Stored data entries
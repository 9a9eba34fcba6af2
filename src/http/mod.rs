//! Transport-neutral HTTP request and response types.

mod request;
mod response;

pub use request::{ApiRequest, Method};
pub use response::{ApiResponse, StatusCode};
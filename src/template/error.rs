//! Error taxonomy for template loading and resolution.
//!
//! Every variant here is startup-fatal: a template that cannot be fully
//! resolved must prevent the gateway from serving traffic.

use std::path::PathBuf;

/// Errors raised while loading, resolving, or normalizing a template.
#[derive(Debug, thiserror::Error)]
pub enum TemplateError {
    /// The template file (or the default `template.yml`/`template.yaml`)
    /// does not exist.
    #[error("template file not found: {0}")]
    TemplateNotFound(String),

    /// The document is not a well-formed template tree.
    #[error("malformed template document: {0}")]
    MalformedDocument(String),

    /// A reference names a parameter, mapping key, or logical ID absent
    /// from the resolution context.
    #[error("unresolved reference: {0}")]
    UnresolvedReference(String),

    /// An intrinsic's operand does not match its arity or type expectations,
    /// or the intrinsic name is outside the supported set.
    #[error("malformed intrinsic {name}: {reason}")]
    MalformedIntrinsic { name: String, reason: String },

    /// Fragment inclusion reached a location already on the include stack.
    #[error("cyclic include detected at {0}")]
    CyclicInclude(String),

    /// A resource references a condition name that is not declared.
    #[error("undefined condition: {0}")]
    UndefinedCondition(String),

    /// A fragment location could not be read.
    #[error("failed to read fragment {location}: {source}")]
    FragmentIo {
        location: PathBuf,
        source: std::io::Error,
    },

    #[error("failed to parse document: {0}")]
    Yaml(#[from] serde_yaml::Error),

    #[error(transparent)]
    Io(#[from] std::io::Error),
}
fn is_textual_media_type(content_type: &str) -> bool {
    let essence = content_type
        .split(';')
        .next()
        .unwrap_or_default()
        .trim()
        .to_ascii_lowercase();

    essence.starts_with("text/")
        || essence.ends_with("+json")
        || essence.ends_with("+xml")
        || matches!(
            essence.as_str(),
            "application/json"
                | "application/xml"
                | "application/javascript"
                | "application/x-www-form-urlencoded"
        )
}

#[cfg(test)]
mod tests {
    use super::*;
    use crate::gateway::{ApiDocument, Operation, RouteTable};
    use crate::http::Method;

    fn route_table(path: &str) -> RouteTable {
        let mut paths: IndexMap<String, IndexMap<Method, Operation>> = IndexMap::new();
        paths.entry(path.to_string()).or_default().insert(
            Method::Post,
            Operation {
                integration_target: "handlers.test.handle".to_string(),
                parameters: Vec::new(),
            },
        );
        RouteTable::build(&[ApiDocument {
            source_api_id: "ApiGateway".to_string(),
            paths,
        }])
        .unwrap()
    }

    fn build(request: &ApiRequest, pattern: &str) -> InvocationEvent {
        let table = route_table(pattern);
        let matched = table.find(request.method, &request.path).unwrap();
        build_event(request, &matched, "v1", "req-1", None)
    }

    #[test]
    fn test_event_basic_fields() {
        let request = ApiRequest::new(Method::Post, "/users/42")
            .header("User-Agent", "gantry/test")
            .source_ip("127.0.0.1")
            .body("hello");
        let event = build(&request, "/users/{id}");

        assert_eq!(event.http_method, "POST");
        assert_eq!(event.path, "/users/42");
        assert_eq!(event.resource, "/users/{id}");
        assert_eq!(event.path_parameters["id"], "42");
        assert_eq!(event.body, "hello");
        assert!(!event.is_base64_encoded);
        assert_eq!(event.request_context.stage, "v1");
        assert_eq!(event.request_context.resource_path, "/users/{id}");
        assert_eq!(
            event.request_context.identity.source_ip.as_deref(),
            Some("127.0.0.1")
        );
        assert_eq!(
            event.request_context.identity.user_agent.as_deref(),
            Some("gantry/test")
        );
    }

    #[test]
    fn test_event_serializes_with_provider_field_names() {
        let request = ApiRequest::new(Method::Post, "/users/42");
        let event = build(&request, "/users/{id}");
        let json = serde_json::to_value(&event).unwrap();

        assert!(json.get("httpMethod").is_some());
        assert!(json.get("isBase64Encoded").is_some());
        assert!(json.get("multiValueQueryStringParameters").is_some());
        assert!(json["requestContext"].get("resourcePath").is_some());
        assert!(json["requestContext"]["identity"].get("sourceIp").is_some());
    }

    #[test]
    fn test_query_single_and_multi_value() {
        let request = ApiRequest::new(Method::Post, "/users/42")
            .query("tag=a&tag=b&q=hello%20world&flag");
        let event = build(&request, "/users/{id}");

        assert_eq!(event.query_string_parameters["tag"], "b");
        assert_eq!(
            event.multi_value_query_string_parameters["tag"],
            vec!["a", "b"]
        );
        assert_eq!(event.query_string_parameters["q"], "hello world");
        assert_eq!(event.query_string_parameters["flag"], "");
    }

    #[test]
    fn test_headers_single_and_multi_value() {
        let request = ApiRequest::new(Method::Post, "/users/42")
            .header("X-Tag", "one")
            .header("X-Tag", "two");
        let event = build(&request, "/users/{id}");

        assert_eq!(event.headers["x-tag"], "two");
        assert_eq!(event.multi_value_headers["x-tag"], vec!["one", "two"]);
    }

    #[test]
    fn test_binary_body_is_base64_encoded() {
        let payload = [0u8, 159, 146, 150];
        let request = ApiRequest::new(Method::Post, "/users/42")
            .header("Content-Type", "application/octet-stream")
            .body(payload.to_vec());
        let event = build(&request, "/users/{id}");

        assert!(event.is_base64_encoded);
        assert_eq!(BASE64.decode(event.body.as_bytes()).unwrap(), payload);
    }

    #[test]
    fn test_non_utf8_text_body_falls_back_to_base64() {
        let payload = [0xffu8, 0xfe, 0x00];
        let request = ApiRequest::new(Method::Post, "/users/42")
            .header("Content-Type", "text/plain")
            .body(payload.to_vec());
        let event = build(&request, "/users/{id}");

        assert!(event.is_base64_encoded);
        assert_eq!(BASE64.decode(event.body.as_bytes()).unwrap(), payload);
    }

    #[test]
    fn test_result_into_response() {
        let response = InvocationResult::ok("ok")
            .header("Content-Type", "text/plain")
            .into_response()
            .unwrap();

        assert_eq!(u16::from(response.status), 200);
        assert_eq!(response.text_body(), "ok");
        assert_eq!(
            response.headers,
            vec![("Content-Type".to_string(), "text/plain".to_string())]
        );
    }

    #[test]
    fn test_result_base64_body_is_decoded() {
        let payload = b"\x00\x01binary";
        let response = InvocationResult::new(200)
            .binary_body(payload)
            .into_response()
            .unwrap();
        assert_eq!(&response.body[..], payload);
    }

    #[test]
    fn test_result_invalid_base64_is_rejected() {
        let mut result = InvocationResult::new(200);
        result.body = "not base64!!!".to_string();
        result.is_base64_encoded = true;
        assert!(result.into_response().is_err());
    }

    #[test]
    fn test_result_missing_status_code_is_rejected() {
        let result: InvocationResult = serde_json::from_str(r#"{"body": "ok"}"#).unwrap();
        let err = result.into_response().unwrap_err();
        assert!(err.reason.contains("statusCode"));
    }

    #[test]
    fn test_result_multi_value_headers_are_emitted() {
        let mut result = InvocationResult::ok("");
        result.multi_value_headers.insert(
            "Set-Cookie".to_string(),
            vec!["a=1".to_string(), "b=2".to_string()],
        );
        let response = result.into_response().unwrap();
        let cookies: Vec<_> = response
            .headers
            .iter()
            .filter(|(n, _)| n == "Set-Cookie")
            .map(|(_, v)| v.as_str())
            .collect();
        assert_eq!(cookies, vec!["a=1", "b=2"]);
    }
}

→ **Goal of the exercise**: Find every line in the records above that contains the word "identity", and copy each one.

→ **Solved exercise**:
            event.request_context.identity.source_ip.as_deref(),
            event.request_context.identity.user_agent.as_deref(),
        assert!(json["requestContext"]["identity"].get("sourceIp").is_some());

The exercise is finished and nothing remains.